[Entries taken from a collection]
┏━━

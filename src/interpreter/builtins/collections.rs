//! Length and indexing built-in functions.

use super::{exact_args, require_args};
use crate::value::Value;

pub fn builtin_len(args: &[Value]) -> Result<Value, String> {
    exact_args!(args, 1, "len");
    match &args[0] {
        Value::String(s) => Ok(Value::Int(s.len() as i64)),
        Value::List(items) => Ok(Value::Int(items.len() as i64)),
        Value::Map(map) => Ok(Value::Int(map.len() as i64)),
        Value::Nil => Err("len of nil pointer".to_string()),
        other => Err(format!("len of type {}", other.type_name())),
    }
}

fn position(index: &Value, len: usize) -> Result<usize, String> {
    match index {
        Value::Int(n) if *n < 0 || *n as usize >= len => {
            Err(format!("index out of range: {}", n))
        }
        Value::Int(n) => Ok(*n as usize),
        Value::Nil => Err("cannot index slice/array with nil".to_string()),
        other => Err(format!("cannot index slice/array with type {}", other.type_name())),
    }
}

fn index_one(item: &Value, key: &Value) -> Result<Value, String> {
    match item {
        Value::List(items) => {
            let i = position(key, items.len())?;
            Ok(items[i].clone())
        }
        Value::String(s) => {
            let i = position(key, s.len())?;
            Ok(Value::Int(i64::from(s.as_bytes()[i])))
        }
        Value::Map(map) => match key {
            Value::String(k) => Ok(map.get(k.as_ref()).cloned().unwrap_or(Value::Nil)),
            other => Err(format!(
                "value has type {}; should be string",
                other.type_name()
            )),
        },
        Value::Nil => Err("index of untyped nil".to_string()),
        other => Err(format!("can't index item of type {}", other.type_name())),
    }
}

/// `index x 1 2` is `x[1][2]`. A missing map key yields nil.
pub fn builtin_index(args: &[Value]) -> Result<Value, String> {
    require_args!(args, 1, "index");
    let mut item = args[0].clone();
    for key in &args[1..] {
        item = index_one(&item, key)?;
    }
    Ok(item)
}

/// `slice x 1 2` is `x[1:2]`; `slice x` is `x`. Lists also take a third
/// (capacity) index, which only bounds the other two.
pub fn builtin_slice(args: &[Value]) -> Result<Value, String> {
    require_args!(args, 1, "slice");
    let bounds = &args[1..];
    if bounds.len() > 3 {
        return Err(format!("too many slice indexes: {}", bounds.len()));
    }
    match &args[0] {
        Value::String(s) => {
            if bounds.len() == 3 {
                return Err("cannot 3-index slice a string".to_string());
            }
            let (low, high) = slice_bounds(bounds, s.len())?;
            s.get(low..high)
                .map(Value::string)
                .ok_or_else(|| format!("slice [{}:{}] splits a character", low, high))
        }
        Value::List(items) => {
            let (low, high) = slice_bounds(bounds, items.len())?;
            Ok(Value::list(items[low..high].iter().cloned()))
        }
        Value::Nil => Err("slice of untyped nil".to_string()),
        other => Err(format!("can't slice item of type {}", other.type_name())),
    }
}

fn slice_bounds(bounds: &[Value], len: usize) -> Result<(usize, usize), String> {
    let mut indexes = Vec::with_capacity(bounds.len());
    for bound in bounds {
        match bound {
            Value::Int(n) if *n >= 0 && *n as usize <= len => indexes.push(*n as usize),
            Value::Int(n) => return Err(format!("index out of range: {}", n)),
            other => {
                return Err(format!(
                    "cannot index slice/array with type {}",
                    other.type_name()
                ))
            }
        }
    }
    let low = indexes.first().copied().unwrap_or(0);
    let high = indexes.get(1).copied().unwrap_or(len);
    if low > high {
        return Err(format!("invalid slice index: {} > {}", low, high));
    }
    if let Some(cap) = indexes.get(2) {
        if high > *cap {
            return Err(format!("invalid slice index: {} > {}", high, cap));
        }
    }
    Ok((low, high))
}
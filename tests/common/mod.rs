#![allow(dead_code)]

use tmpl::{ExecError, ParseError, Record, Template, Value};

pub const MAIN: &str = "main";

pub fn render(text: &str, data: &Value) -> String {
    try_render(text, data).unwrap_or_else(|err| panic!("execution failed: {}", err))
}

pub fn try_render(text: &str, data: &Value) -> Result<String, ExecError> {
    let mut set = Template::new();
    set.parse(MAIN, text)
        .unwrap_or_else(|err| panic!("parse failed: {}", err));
    set.execute_to_string(MAIN, data)
}

pub fn parse_error(text: &str) -> ParseError {
    match Template::new().parse(MAIN, text) {
        Ok(()) => panic!("expected a parse error for {:?}", text),
        Err(err) => err,
    }
}

pub fn exec_error(text: &str, data: &Value) -> ExecError {
    match try_render(text, data) {
        Ok(out) => panic!("expected an execution error, rendered {:?}", out),
        Err(err) => err,
    }
}

pub fn ints(values: &[i64]) -> Value {
    Value::list(values.iter().map(|n| Value::Int(*n)))
}

pub fn strings(values: &[&str]) -> Value {
    Value::list(values.iter().map(Value::string))
}

pub fn letter(attended: bool) -> Value {
    Value::from(
        Record::new("Recipient")
            .with("Name", "Aunt Mildred")
            .with("Gift", "bone china tea set")
            .with("Attended", attended),
    )
}

pub fn make_user(name: &str, age: i64, tags: &[&str]) -> Value {
    Value::from(
        Record::new("User")
            .with("Name", name)
            .with("Age", age)
            .with("Tags", strings(tags)),
    )
}

pub fn make_team() -> Value {
    Value::map(vec![
        ("team", Value::string("core")),
        (
            "members",
            Value::list(vec![
                make_user("Alice", 25, &["admin", "dev"]),
                make_user("Bob", 30, &[]),
                make_user("Carol", 35, &["ops"]),
            ]),
        ),
        ("empty", Value::list(vec![])),
        ("scores", Value::map(vec![("b", Value::Int(2)), ("a", Value::Int(1))])),
    ])
}
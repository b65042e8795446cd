mod common;

use common::*;
use tmpl::{Config, Template, Value};

#[test]
fn test_text_without_actions_is_unchanged() {
    for text in [
        "",
        "plain text",
        "line one\nline two\n",
        "braces { } and } { but no actions",
        "unicode: żółw 🐢",
    ] {
        assert_eq!(render(text, &Value::Nil), text);
        assert_eq!(render(text, &make_team()), text);
    }
}

#[test]
fn test_define_and_invoke() {
    assert_eq!(render(r#"{{define "T1"}}hi{{end}}{{template "T1"}}"#, &Value::Nil), "hi");
}

#[test]
fn test_chained_templates() {
    let text = r#"{{define "T0"}}0{{template "T1" .}}{{end}}{{define "T1"}}1{{template "T2" .}}{{end}}{{define "T2"}}2{{.}}{{end}}{{template "T0" "!"}}"#;
    assert_eq!(render(text, &Value::Nil), "012!");
}

#[test]
fn test_finite_recursion() {
    let text = r#"{{define "count"}}{{if .}}{{len .}}{{template "count" slice . 1}}{{end}}{{end}}{{template "count" .}}"#;
    assert_eq!(render(text, &ints(&[7, 8, 9])), "321");
}

#[test]
fn test_template_without_pipe_keeps_dot() {
    let text = r#"{{define "name"}}{{.Name}}{{end}}{{range .members}}{{template "name"}};{{end}}"#;
    assert_eq!(render(text, &make_team()), "Alice;Bob;Carol;");
}

#[test]
fn test_template_gets_fresh_variables() {
    let text = r#"{{define "inner"}}{{$}}{{end}}{{$x := 1}}{{template "inner" "new"}}"#;
    assert_eq!(render(text, &Value::string("outer")), "new");
}

#[test]
fn test_block_defines_and_invokes() {
    let mut set = Template::new();
    set.parse("page", r#"[{{block "body" .}}default {{.}}{{end}}]"#)
        .unwrap();
    assert_eq!(set.execute_to_string("page", &Value::from("x")).unwrap(), "[default x]");

    set.parse("override", r#"{{define "body"}}custom {{.}}{{end}}"#)
        .unwrap();
    assert_eq!(set.execute_to_string("page", &Value::from("x")).unwrap(), "[custom x]");
}

#[test]
fn test_blank_definition_replaces_existing() {
    let mut set = Template::new();
    set.parse("a", r#"{{define "part"}}content{{end}}"#).unwrap();
    set.parse("main", r#"[{{template "part"}}]"#).unwrap();
    assert_eq!(set.execute_to_string("main", &Value::Nil).unwrap(), "[content]");
    set.parse("b", r#"{{define "part"}}{{end}}"#).unwrap();
    assert_eq!(set.execute_to_string("main", &Value::Nil).unwrap(), "[]");
}

#[test]
fn test_define_bodies_are_not_rendered_in_place() {
    let text = "a{{define \"x\"}}X{{end}}b";
    assert_eq!(render(text, &Value::Nil), "ab");
}

#[test]
fn test_canonical_text() {
    let mut set = Template::new();
    set.parse("s", "{{.X|.Y}}").unwrap();
    assert_eq!(set.lookup("s").unwrap().to_string(), "{{.X | .Y}}");
    set.parse("t", "{{.X|printf \"%v\"}}").unwrap();
    assert_eq!(set.lookup("t").unwrap().to_string(), "{{.X | printf \"%v\"}}");

    set.parse("u", "{{if $x := .A}}{{$x}}{{else}}-{{end}}").unwrap();
    assert_eq!(
        set.lookup("u").unwrap().to_string(),
        "{{if $x := .A}}{{$x}}{{else}}-{{end}}"
    );
}

#[test]
fn test_trim_markers() {
    assert_eq!(render("hello- {{- 3 -}} -world", &Value::Nil), "hello-3-world");
    assert_eq!(render("a  \n {{- /* gone */ -}} \n  b", &Value::Nil), "ab");
}

#[test]
fn test_comments_are_dropped() {
    assert_eq!(render("a{{/* note */}}b", &Value::Nil), "ab");
    let mut set = Template::new().with_config(Config::default().emit_comments(true));
    set.parse("t", "a{{/* note */}}b").unwrap();
    assert_eq!(set.execute_to_string("t", &Value::Nil).unwrap(), "ab");
    assert_eq!(set.lookup("t").unwrap().to_string(), "a{{/* note */}}b");
}

#[test]
fn test_custom_delimiters() {
    let mut set = Template::new().with_config(Config::default().delims("[[", "]]"));
    set.parse("t", "[[range .]][[.]],[[end]] {{.}}").unwrap();
    assert_eq!(set.execute_to_string("t", &ints(&[1, 2])).unwrap(), "1,2, {{.}}");
}

#[test]
fn test_set_is_shared_across_threads() {
    let mut set = Template::new();
    set.parse("t", "{{.}}!").unwrap();
    let set = std::sync::Arc::new(set);
    let handles: Vec<_> = (0..4)
        .map(|i| {
            let set = set.clone();
            std::thread::spawn(move || set.execute_to_string("t", &Value::Int(i)).unwrap())
        })
        .collect();
    let outputs: Vec<String> = handles.into_iter().map(|h| h.join().unwrap()).collect();
    assert_eq!(outputs, vec!["0!", "1!", "2!", "3!"]);
}
use crate::config::Config;
use clap::{CommandFactory, Parser, Subcommand};
use clap_complete::{generate, Shell};
use std::io;
use std::path::PathBuf;

#[derive(Parser, Debug)]
#[command(name = "tmpl")]
#[command(version = env!("CARGO_PKG_VERSION"))]
#[command(about = "Render text templates against JSON data", long_about = None)]
pub struct Args {
    /// Template source file
    #[arg(value_name = "TEMPLATE_FILE")]
    pub template_file: Option<PathBuf>,

    /// Template source given inline
    #[arg(short = 't', long = "text", value_name = "TEXT", conflicts_with = "template_file")]
    pub text: Option<String>,

    /// JSON data given inline
    #[arg(short = 'd', long = "data", value_name = "JSON")]
    pub data: Option<String>,

    /// JSON data file
    #[arg(short = 'f', long = "data-file", value_name = "FILE", conflicts_with = "data")]
    pub data_file: Option<PathBuf>,

    /// Template to execute, defaults to the parsed one
    #[arg(short = 'n', long = "name", value_name = "NAME")]
    pub name: Option<String>,

    #[arg(short, long, value_name = "OUTPUT_FILE")]
    pub out: Option<PathBuf>,

    #[arg(long = "left-delim", value_name = "DELIM")]
    pub left_delim: Option<String>,

    #[arg(long = "right-delim", value_name = "DELIM")]
    pub right_delim: Option<String>,

    /// Keep comments in the parsed tree
    #[arg(long = "keep-comments")]
    pub keep_comments: bool,

    /// Maximum nesting of template invocations
    #[arg(long = "max-depth", value_name = "N")]
    pub max_depth: Option<usize>,

    #[arg(long = "color", value_name = "WHEN", default_value = "auto")]
    pub color: ColorChoice,

    #[arg(short = 'v', long = "verbose")]
    pub verbose: bool,

    #[command(subcommand)]
    pub command: Option<Commands>,
}

#[derive(Subcommand, Debug)]
pub enum Commands {
    /// Print shell completions
    Complete {
        #[arg(value_name = "SHELL")]
        shell: Shell,
    },
}

#[derive(Debug, Clone, Copy, PartialEq, Eq)]
pub enum ColorChoice {
    Auto,
    Always,
    Never,
}

impl std::str::FromStr for ColorChoice {
    type Err = String;

    fn from_str(s: &str) -> Result<Self, Self::Err> {
        match s.to_lowercase().as_str() {
            "auto" => Ok(ColorChoice::Auto),
            "always" => Ok(ColorChoice::Always),
            "never" => Ok(ColorChoice::Never),
            _ => Err(format!(
                "Invalid color choice: {}. Must be 'auto', 'always', or 'never'",
                s
            )),
        }
    }
}

pub fn generate_completions(shell: Shell) {
    let mut cmd = Args::command();
    let bin_name = cmd.get_name().to_string();
    generate(shell, &mut cmd, &bin_name, &mut io::stdout());
}

pub struct AppConfig {
    pub color_enabled: bool,
    pub verbose: bool,
    pub template: Config,
}

impl AppConfig {
    pub fn from_args(args: &Args) -> Self {
        let color_enabled = match args.color {
            ColorChoice::Always => true,
            ColorChoice::Never => false,
            ColorChoice::Auto => atty::is(atty::Stream::Stderr),
        };

        let mut template = Config::default().emit_comments(args.keep_comments);
        if let Some(left) = &args.left_delim {
            template.left_delim = left.clone();
        }
        if let Some(right) = &args.right_delim {
            template.right_delim = right.clone();
        }
        if let Some(depth) = args.max_depth {
            template = template.max_depth(depth);
        }

        AppConfig {
            color_enabled,
            verbose: args.verbose,
            template,
        }
    }
}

┗━━

* **REQUIREMENT**
Your answer should be the lines above, from the line containing "data given inline" up to and including the line containing "of template invocations", reproduced exactly and with nothing else.

* **RESULT OF THIS TASK**
    /// JSON data given inline
    #[arg(short = 'd', long = "data", value_name = "JSON")]
    pub data: Option<String>,

    /// JSON data file
    #[arg(short = 'f', long = "data-file", value_name = "FILE", conflicts_with = "data")]
    pub data_file: Option<PathBuf>,

    /// Template to execute, defaults to the parsed one
    #[arg(short = 'n', long = "name", value_name = "NAME")]
    pub name: Option<String>,

    #[arg(short, long, value_name = "OUTPUT_FILE")]
    pub out: Option<PathBuf>,

    #[arg(long = "left-delim", value_name = "DELIM")]
    pub left_delim: Option<String>,

    #[arg(long = "right-delim", value_name = "DELIM")]
    pub right_delim: Option<String>,

    /// Keep comments in the parsed tree
    #[arg(long = "keep-comments")]
    pub keep_comments: bool,

    /// Maximum nesting of template invocations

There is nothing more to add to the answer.